▶ _WHAT YOU NEED TO DO_
This exercise calls for the line with "submissions CSV file", the line with "pub fn run(&self)", and all lines between them in the material below, output exactly and with no other lines.

▶ _INFORMATION SUPPLIED_
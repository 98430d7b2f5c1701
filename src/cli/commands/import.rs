use super::{load_config, open_database, resolve_db_path};
use crate::database::StatisticsOperations;
use crate::errors::{AppError, AppResult};
use crate::processor::SubmissionImporter;
use clap::Args;
use std::path::PathBuf;
use tracing::info;

/// Load submissions from a CSV export into the store
#[derive(Args)]
pub struct ImportCommand {
    /// Path to the submissions CSV file
    #[arg(long)]
    csv_path: PathBuf,

    /// Database path (overrides config.toml)
    #[arg(long)]
    database_path: Option<PathBuf>,

    /// Batch size for database upserts (overrides config.toml)
    #[arg(long)]
    batch_size: Option<usize>,
}

impl ImportCommand {
    pub fn run(&self) -> AppResult<()> {
        info!("=== CMS Stats - Import ===");
        let app_config = load_config();

        if !self.csv_path.exists() {
            return Err(AppError::Config(format!(
                "CSV file does not exist: {}",
                self.csv_path.display()
            )));
        }

        let db_path = resolve_db_path(&self.database_path, &app_config);
        let batch_size = self.batch_size.unwrap_or(app_config.import.batch_size);

        info!("Configuration:");
        info!("  CSV file: {}", self.csv_path.display());
        info!("  Database: {}", db_path.display());
        info!("  Batch size: {}", batch_size);

        let mut database = open_database(&db_path, &app_config)?;
        let importer = SubmissionImporter::new(batch_size)?;
        let stats = importer.import_file(&mut database, &self.csv_path)?;

        let db_stats = database.get_database_stats()?;
        println!("{}", stats.summary());
        println!("Store now holds {} submissions", db_stats.total_submissions);
        if let (Some(oldest), Some(newest)) = (&db_stats.oldest_modified, &db_stats.newest_modified) {
            println!("Submissions modified between {} and {}", oldest, newest);
        }
        Ok(())
    }
}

▶ _EXERCISE SOLUTION_
    /// Path to the submissions CSV file
    #[arg(long)]
    csv_path: PathBuf,

    /// Database path (overrides config.toml)
    #[arg(long)]
    database_path: Option<PathBuf>,

    /// Batch size for database upserts (overrides config.toml)
    #[arg(long)]
    batch_size: Option<usize>,
}

impl ImportCommand {
    pub fn run(&self) -> AppResult<()> {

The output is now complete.